In her book, The Age of Miracles, Marianne Williamson writes, “Every life lesson that has ever been presented to you will come back again, until you learn it. And the stakes each time will be higher. Whatever you have learned will bear greater fruit. Whatever you failed to learn will bear harsher consequences.”
The circle is either getting bigger or smaller. We either move forward or move backwards. Progress or digress. The choice is really ours.
Earlier this week, I had an opportunity to host the initial meeting of the World of Difference Toastmasters club. I had a couple dozen people indicate they would be there. When it came time for the meeting, I wondered how many would show up. Would it be more or less?
It turned out it was close to the number of people who said they would be there. I had gotten messages throughout the day and week from friends who had expressed interest in coming but had conflicts that kept them from making it.
There were also those there who were pleasant surprises to see.
I was grateful to see old friends and new faces. The meeting went well. There seemed to be a lot of energy and good feelings throughout.
At the end of the meeting, the toastmaster extended the invitation for those present to join the newly-hatched club. Several expressed interest.
How many would join?
Being as all of this is being handled virtually, the responses were not immediate. Those wanting to join would need to complete an application and send in their dues.
The next morning, I checked to see how many had signed up. I saw zero.
Goose eggs. It looked like not a single person had joined.
To say that was disappointing would be an understatement.
I found myself circling back into old feelings of despair. This wasn’t going to work. Nobody likes me. It’s all my fault. Yada. Yada. Yada.

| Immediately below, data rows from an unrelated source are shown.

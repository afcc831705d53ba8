//! GPU-side mesh: vertex/index buffers plus the program that draws them.

use asset::{mesh::MeshData, shader::ShaderSources};
use corelib::{CoreError, CoreResult, Mat4, ShaderStage, config::ShaderBindings};

use crate::backend::{
    AttributeScope, BufferHandle, BufferKind, GraphicsBackend, ProgramHandle, ShaderHandle,
};

/// Components per position (`x, y, z`).
const POSITION_COMPONENTS: u32 = 3;

/// GPU objects owned by a mesh, released program-first.
#[derive(Debug, Default)]
struct Allocations {
    program: Option<ProgramHandle>,
    shaders: Vec<ShaderHandle>,
    buffers: Vec<BufferHandle>,
}

impl Allocations {
    fn is_empty(&self) -> bool {
        self.program.is_none() && self.shaders.is_empty() && self.buffers.is_empty()
    }

    fn release<B: GraphicsBackend + ?Sized>(&mut self, backend: &mut B) {
        if let Some(program) = self.program.take() {
            backend.delete_program(program);
        }
        for shader in self.shaders.drain(..) {
            backend.delete_shader(shader);
        }
        for buffer in self.buffers.drain(..) {
            backend.delete_buffer(buffer);
        }
    }
}

#[derive(Debug)]
pub struct Mesh {
    program: ProgramHandle,
    vertex_buffer: BufferHandle,
    index_buffer: BufferHandle,
    position: u32,
    matrix: u32,
    vertex_count: u32,
    index_count: u32,
    allocations: Allocations,
}

impl Mesh {
    /// Upload buffers, compile + link the shader pair and resolve the named
    /// bindings. On failure nothing created here outlives the call.
    pub fn upload<B: GraphicsBackend + ?Sized>(
        backend: &mut B,
        data: &MeshData,
        sources: &ShaderSources,
        bindings: &ShaderBindings,
    ) -> CoreResult<Self> {
        let mut allocations = Allocations::default();
        match Self::build(backend, data, sources, bindings, &mut allocations) {
            Ok(mut mesh) => {
                mesh.allocations = allocations;
                Ok(mesh)
            }
            Err(err) => {
                allocations.release(backend);
                Err(err)
            }
        }
    }

    fn build<B: GraphicsBackend + ?Sized>(
        backend: &mut B,
        data: &MeshData,
        sources: &ShaderSources,
        bindings: &ShaderBindings,
        allocations: &mut Allocations,
    ) -> CoreResult<Self> {
        let vertex_count = u32::try_from(data.vertex_count())
            .map_err(|_| CoreError::Backend("vertex count exceeds u32".into()))?;
        let index_count = u32::try_from(data.index_count())
            .map_err(|_| CoreError::Backend("index count exceeds u32".into()))?;

        let vertex_buffer = backend.create_buffer(BufferKind::Vertex, data.vertex_bytes())?;
        allocations.buffers.push(vertex_buffer);
        let index_buffer = backend.create_buffer(BufferKind::Index, data.index_bytes())?;
        allocations.buffers.push(index_buffer);

        let vertex =
            backend.compile_shader(ShaderStage::Vertex, sources.source(ShaderStage::Vertex))?;
        allocations.shaders.push(vertex);
        let fragment =
            backend.compile_shader(ShaderStage::Fragment, sources.source(ShaderStage::Fragment))?;
        allocations.shaders.push(fragment);

        let program = backend.link_program(vertex, fragment)?;
        allocations.program = Some(program);
        backend.use_program(program);

        let position = backend
            .attribute_location(program, &bindings.position)
            .ok_or_else(|| CoreError::MissingAttribute(bindings.position.clone()))?;
        let matrix = backend
            .uniform_location(program, &bindings.matrix)
            .ok_or_else(|| CoreError::MissingUniform(bindings.matrix.clone()))?;

        Ok(Self {
            program,
            vertex_buffer,
            index_buffer,
            position,
            matrix,
            vertex_count,
            index_count,
            allocations: Allocations::default(),
        })
    }

    /// One indexed draw of the whole mesh. Returns the number of indices requested.
    pub fn draw<B: GraphicsBackend + ?Sized>(
        &self,
        backend: &mut B,
        view_proj: &Mat4,
    ) -> CoreResult<u32> {
        let mut scope = AttributeScope::enable(backend, self.position);
        scope.vertex_attribute_buffer(self.position, self.vertex_buffer, POSITION_COMPONENTS)?;
        scope.uniform_matrix4(self.matrix, view_proj)?;
        scope.draw_indexed(self.index_buffer, self.index_count)?;
        Ok(self.index_count)
    }

    /// Delete the program, both shaders and both buffers.
    pub fn release<B: GraphicsBackend + ?Sized>(mut self, backend: &mut B) {
        self.allocations.release(backend);
        log::debug!("Released mesh program {:?}", self.program);
    }

    pub fn vertex_buffer(&self) -> BufferHandle {
        self.vertex_buffer
    }

    pub fn index_buffer(&self) -> BufferHandle {
        self.index_buffer
    }

    pub fn vertex_count(&self) -> u32 {
        self.vertex_count
    }

    pub fn index_count(&self) -> u32 {
        self.index_count
    }
}

impl Drop for Mesh {
    fn drop(&mut self) {
        if !self.allocations.is_empty() {
            log::warn!(
                "Mesh with program {:?} dropped without release; GPU objects leak",
                self.program
            );
        }
    }
}

#[cfg(test)]
mod tests {
    use super::*;
    use crate::headless::{Call, HeadlessBackend};
    use asset::obj::load_obj_from_str;

    const VERTEX: &str = include_str!("../../../assets/shaders/mesh.vert.wgsl");
    const FRAGMENT: &str = include_str!("../../../assets/shaders/mesh.frag.wgsl");
    const TRIANGLE: &str = "v 0.0 1.0 0.0\nv -1.0 -1.0 0.0\nv 1.0 -1.0 0.0\nf 1 2 3\n";

    fn sources() -> ShaderSources {
        ShaderSources::from_strings(VERTEX, FRAGMENT)
    }

    #[test]
    fn upload_then_draw_in_order() {
        let data = load_obj_from_str(TRIANGLE).unwrap();
        let mut backend = HeadlessBackend::new();
        let mesh = Mesh::upload(&mut backend, &data, &sources(), &ShaderBindings::default())
            .expect("upload");
        assert_eq!(mesh.vertex_count(), 3);
        assert_eq!(mesh.index_count(), 3);
        assert_eq!(
            backend.buffer_contents(mesh.vertex_buffer()),
            Some(data.vertex_bytes())
        );
        assert_eq!(
            backend.buffer_contents(mesh.index_buffer()),
            Some(data.index_bytes())
        );

        backend.log().clear();
        backend.begin_frame().unwrap();
        let drawn = mesh.draw(&mut backend, &Mat4::IDENTITY).unwrap();
        assert_eq!(drawn, 3);
        assert_eq!(
            backend.log().snapshot(),
            vec![
                Call::BeginFrame,
                Call::EnableAttribute(0),
                Call::BindAttribute {
                    location: 0,
                    buffer: mesh.vertex_buffer()
                },
                Call::UniformMatrix {
                    location: 0,
                    matrix: Mat4::IDENTITY.to_cols_array()
                },
                Call::DrawIndexed {
                    buffer: mesh.index_buffer(),
                    count: 3
                },
                Call::DisableAttribute(0),
            ]
        );

        mesh.release(&mut backend);
        assert_eq!(backend.live_objects(), 0);
    }

    #[test]
    fn compile_failure_releases_buffers() {
        let data = load_obj_from_str(TRIANGLE).unwrap();
        let mut backend = HeadlessBackend::new();
        let broken = ShaderSources::from_strings("fn nope( {", FRAGMENT);
        let err = Mesh::upload(&mut backend, &data, &broken, &ShaderBindings::default())
            .unwrap_err();
        assert!(matches!(
            err,
            CoreError::ShaderCompile {
                stage: ShaderStage::Vertex,
                ..
            }
        ));
        assert_eq!(backend.log().count(|c| matches!(c, Call::DeleteBuffer(_))), 2);
        assert_eq!(backend.live_objects(), 0);
    }

    #[test]
    fn missing_binding_releases_everything() {
        let data = load_obj_from_str(TRIANGLE).unwrap();
        let mut backend = HeadlessBackend::new();
        let bindings = ShaderBindings {
            position: "position".into(),
            matrix: "mvp".into(),
        };
        let err = Mesh::upload(&mut backend, &data, &sources(), &bindings).unwrap_err();
        assert!(matches!(err, CoreError::MissingUniform(ref name) if name == "mvp"));
        assert_eq!(backend.log().count(|c| matches!(c, Call::DeleteProgram(_))), 1);
        assert_eq!(backend.log().count(|c| matches!(c, Call::DeleteShader(_))), 2);
        assert_eq!(backend.live_objects(), 0);
    }

    #[test]
    fn failed_draw_still_disables_attribute() {
        let data = load_obj_from_str(TRIANGLE).unwrap();
        let mut backend = HeadlessBackend::new();
        let mesh =
            Mesh::upload(&mut backend, &data, &sources(), &ShaderBindings::default()).unwrap();
        backend.begin_frame().unwrap();
        backend.set_draw_failure(Some("device lost".into()));

        let err = mesh.draw(&mut backend, &Mat4::IDENTITY).unwrap_err();
        assert!(matches!(err, CoreError::Draw(ref msg) if msg == "device lost"));
        assert_eq!(
            backend.log().snapshot().last(),
            Some(&Call::DisableAttribute(0))
        );
        mesh.release(&mut backend);
    }
}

The truth is there were people who were interested. I had just not been patient enough. I zoomed in on my present view and saw nothing. Yikes! Whoa is me!

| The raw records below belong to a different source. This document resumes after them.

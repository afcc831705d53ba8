use crate::{Mat4, Vec3, Vec4};

/// Off-center perspective volume (OpenGL `frustumM` semantics).
#[derive(Clone, Copy, Debug, PartialEq)]
pub struct Frustum {
    pub left: f32,
    pub right: f32,
    pub bottom: f32,
    pub top: f32,
    pub near: f32,
    pub far: f32,
}

impl Frustum {
    pub const fn new(left: f32, right: f32, bottom: f32, top: f32, near: f32, far: f32) -> Self {
        Self {
            left,
            right,
            bottom,
            top,
            near,
            far,
        }
    }

    /// Column-major projection with clip z in [-w, w].
    pub fn matrix(&self) -> Mat4 {
        let r_width = 1.0 / (self.right - self.left);
        let r_height = 1.0 / (self.top - self.bottom);
        let r_depth = 1.0 / (self.near - self.far);

        let x = 2.0 * self.near * r_width;
        let y = 2.0 * self.near * r_height;
        let a = (self.right + self.left) * r_width;
        let b = (self.top + self.bottom) * r_height;
        let c = (self.far + self.near) * r_depth;
        let d = 2.0 * self.far * self.near * r_depth;

        Mat4::from_cols(
            Vec4::new(x, 0.0, 0.0, 0.0),
            Vec4::new(0.0, y, 0.0, 0.0),
            Vec4::new(a, b, c, -1.0),
            Vec4::new(0.0, 0.0, d, 0.0),
        )
    }

    /// Vertical field of view (radians) implied by `top`, `bottom` and `near`.
    pub fn fov_y(&self) -> f32 {
        (self.top / self.near).atan() - (self.bottom / self.near).atan()
    }
}

impl Default for Frustum {
    fn default() -> Self {
        Self::new(-1.0, 1.0, -1.0, 1.0, 2.0, 9.0)
    }
}

/// Fixed look-at camera (right-handed) with a frustum projection.
#[derive(Clone, Copy, Debug, PartialEq)]
pub struct Camera {
    pub eye: Vec3,
    pub target: Vec3,
    pub up: Vec3,
    pub frustum: Frustum,
}

impl Camera {
    pub fn new(eye: Vec3, target: Vec3, up: Vec3, frustum: Frustum) -> Self {
        Self {
            eye,
            target,
            up,
            frustum,
        }
    }

    #[inline]
    pub fn view(&self) -> Mat4 {
        Mat4::look_at_rh(self.eye, self.target, self.up)
    }

    /// NOTE: OpenGL-style projection (z in [-1,1]). The shipped vertex shader
    /// remaps depth for wgpu.
    #[inline]
    pub fn proj(&self) -> Mat4 {
        self.frustum.matrix()
    }

    #[inline]
    pub fn proj_view(&self) -> Mat4 {
        self.proj() * self.view()
    }

    #[inline]
    pub fn with_eye(mut self, eye: Vec3) -> Self {
        self.eye = eye;
        self
    }

    #[inline]
    pub fn with_target(mut self, target: Vec3) -> Self {
        self.target = target;
        self
    }
}

impl Default for Camera {
    fn default() -> Self {
        Self::new(
            Vec3::new(0.0, 3.0, -4.0),
            Vec3::ZERO,
            Vec3::Y,
            Frustum::default(),
        )
    }
}

#[cfg(test)]
mod tests {
    use super::*;

    #[test]
    fn frustum_matches_gl_layout() {
        let m = Frustum::default().matrix().to_cols_array();
        assert!((m[0] - 2.0).abs() < 1e-6);
        assert!((m[5] - 2.0).abs() < 1e-6);
        assert!((m[10] - (-11.0 / 7.0)).abs() < 1e-6);
        assert!((m[11] + 1.0).abs() < 1e-6);
        assert!((m[14] - (-36.0 / 7.0)).abs() < 1e-5);
        assert_eq!(m[15], 0.0);
    }

    #[test]
    fn near_and_far_planes_map_to_clip_bounds() {
        let proj = Frustum::default().matrix();
        let near = proj * Vec4::new(0.0, 0.0, -2.0, 1.0);
        let far = proj * Vec4::new(0.0, 0.0, -9.0, 1.0);
        assert!((near.z / near.w + 1.0).abs() < 1e-5);
        assert!((far.z / far.w - 1.0).abs() < 1e-5);
    }

    #[test]
    fn default_camera_keeps_origin_inside_volume() {
        let pv = Camera::default().proj_view();
        let clip = pv * Vec4::new(0.0, 0.0, 0.0, 1.0);
        let ndc = clip / clip.w;
        assert!(ndc.x.abs() <= 1.0 && ndc.y.abs() <= 1.0 && ndc.z.abs() <= 1.0);
        assert!(pv.to_cols_array().iter().all(|f| f.is_finite()));
    }

    #[test]
    fn fov_follows_extent() {
        let fov = Frustum::default().fov_y();
        assert!((fov - 2.0 * 0.5f32.atan()).abs() < 1e-6);
    }
}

I found myself drawing upon the work of Joan Rosenberg I had come across in the middle of the pandemic. Rosenberg, a psychologist, TED speaker, and author of the book, 90 Seconds to a Life You Love, shares the radical notion that rather than avoiding our uncomfortable emotions, we accept them.
Uncomfortable emotions include: sadness, shame, helplessness, anger, embarrassment, disappointment, frustration, and vulnerability.

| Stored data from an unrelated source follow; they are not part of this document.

//! Entry point for objview.
//! Logging + CLI flags -> SceneConfig -> window (or headless) run.

use anyhow::Result;
use corelib::{
    Vec3,
    camera::Camera,
    config::{SceneConfig, ShaderPaths},
};

fn parse_backend_arg() -> wgpu::Backends {
    // Accept: --gpu-backend=auto|vulkan|dx12|metal|gl
    let mut backends = wgpu::Backends::all(); // default = auto
    for arg in std::env::args() {
        if let Some(val) = arg.strip_prefix("--gpu-backend=") {
            backends = match val.to_ascii_lowercase().as_str() {
                "auto" => wgpu::Backends::all(),
                "vulkan" | "vk" => wgpu::Backends::VULKAN,
                "dx12" | "d3d12" => wgpu::Backends::DX12,
                "metal" | "mtl" => wgpu::Backends::METAL,
                "gl" | "opengl" | "gles" => wgpu::Backends::GL,
                other => {
                    log::warn!("Unknown backend '{other}', falling back to auto.");
                    wgpu::Backends::all()
                }
            };
        }
    }
    backends
}

fn parse_size_args() -> (u32, u32) {
    let mut w: Option<u32> = None;
    let mut h: Option<u32> = None;

    for arg in std::env::args() {
        if let Some(v) = arg.strip_prefix("--size=") {
            if let Some((sw, sh)) = v.split_once('x').or_else(|| v.split_once('X')) {
                if let (Ok(pw), Ok(ph)) = (sw.parse::<u32>(), sh.parse::<u32>()) {
                    w = Some(pw);
                    h = Some(ph);
                }
            }
        } else if let Some(v) = arg.strip_prefix("--width=") {
            if let Ok(pw) = v.parse::<u32>() {
                w = Some(pw);
            }
        } else if let Some(v) = arg.strip_prefix("--height=") {
            if let Ok(ph) = v.parse::<u32>() {
                h = Some(ph);
            }
        }
    }

    let ww = w.unwrap_or(1280).max(1);
    let hh = h.unwrap_or(720).max(1);
    (ww, hh)
}

/// `x,y,z` -> Vec3.
fn parse_vec3(value: &str) -> Option<Vec3> {
    let mut parts = value.split(',').map(|p| p.trim().parse::<f32>());
    match (parts.next(), parts.next(), parts.next(), parts.next()) {
        (Some(Ok(x)), Some(Ok(y)), Some(Ok(z)), None) => Some(Vec3::new(x, y, z)),
        _ => None,
    }
}

fn parse_scene_args<I: IntoIterator<Item = String>>(args: I) -> SceneConfig {
    let mut config = SceneConfig::default();
    let mut shaders = ShaderPaths::default();
    let mut camera = Camera::default();

    for arg in args {
        if let Some(v) = arg.strip_prefix("--obj=") {
            config = config.with_mesh_path(v);
        } else if let Some(v) = arg.strip_prefix("--vertex-shader=") {
            shaders.vertex = v.into();
        } else if let Some(v) = arg.strip_prefix("--fragment-shader=") {
            shaders.fragment = v.into();
        } else if let Some(v) = arg.strip_prefix("--eye=") {
            match parse_vec3(v) {
                Some(eye) => camera = camera.with_eye(eye),
                None => log::warn!("Ignoring --eye={v}: expected x,y,z"),
            }
        } else if let Some(v) = arg.strip_prefix("--target=") {
            match parse_vec3(v) {
                Some(target) => camera = camera.with_target(target),
                None => log::warn!("Ignoring --target={v}: expected x,y,z"),
            }
        }
    }

    config.with_shaders(shaders).with_camera(camera)
}

/// `--headless` [`--frames=N`] -> Some(frames).
fn parse_headless_args() -> Option<u32> {
    let mut headless = false;
    let mut frames = 1u32;
    for arg in std::env::args() {
        if arg == "--headless" {
            headless = true;
        } else if let Some(v) = arg.strip_prefix("--frames=") {
            match v.parse::<u32>() {
                Ok(n) => frames = n,
                Err(_) => log::warn!("Bad frame count '{v}', drawing one frame."),
            }
        }
    }
    headless.then_some(frames)
}

fn main() -> Result<()> {
    env_logger::Builder::from_env(env_logger::Env::default().default_filter_or("info")).init();

    let chosen = parse_backend_arg();
    let (width, height) = parse_size_args();
    let config = parse_scene_args(std::env::args().skip(1));
    log::info!(
        "Starting objview. Backend: {:?}, window_size={}x{}, mesh={}",
        chosen,
        width,
        height,
        config.mesh_path.display()
    );

    match parse_headless_args() {
        Some(frames) => platform::run_headless(config, width, height, frames)?,
        None => platform::run_with_renderer(chosen, width, height, config)?,
    }

    log::info!("Graceful shutdown. Bye!");
    Ok(())
}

Those are certainly some uncomfortable feelings.
I had a choice to make. I could either let the emotions I was feeling pull me under, spiraling inward as if I were being drawn into a drain.
Or I could accept the uncomfortable feelings. Do the Rosenberg reset. In her book, and in her work, Rosenberg helps people to become aware of their feelings rather than avoid them.
It is similar to the process I used to find my way out of debilitating depression. I could either continue avoiding those feelings, or I could allow myself to increase my awareness of how I was feeling. As I allowed myself to feel the physical sensations of those uncomfortable feelings, I felt a bit like I was approaching a steep dive as if on a rollercoaster ride.
Part of me wondered if I would survive.
As I let the emotions wash over me, I find their grip lessening.
As I write about it here, I find their influence lessening even more. I’ve long said that writing is a healing process.
While the results of my efforts this week were not what I had hoped for – a fully developed club that we could charter in a matter of days – I can acknowledge I am further along than I was at the beginning of the week. I have several people who have completed the application and paid their dues.
That’s reason to celebrate.
As I worked through this process, I reflected back on a conversation I had the day before the event. In that conversation, I spoke with someone who is co-hosting an event later this year. We spoke about the Courage to Shine, the name of the event.
One concept we likened the Courage to Shine unto was the difference between an inward spiral and an outward spiral. The inward spiral continues to shrink in on itself. Taking energy as it circles the drain. The outward spiral is one in which the energy radiates outwards. It is more of a creative energy.
Rather than getting smaller, the outward spiral grows.
The club, as it is right now, might not be where we would like it to be. But it is a start. It has the opportunity to grow. It has the potential of inspiring the courage to shine.
How are you feeling? Are you facing some uncomfortable feelings? I encourage you to try the Rosenberg reset and allow yourself to increase the awareness of those feelings. Rather than avoid them give yourself the opportunity to be with them for a moment.
As her book title says, it’s 90 Seconds to a Life You Love.
Ninety seconds of facing those uncomfortable emotions could be all you need to inspire within you the courage to shine.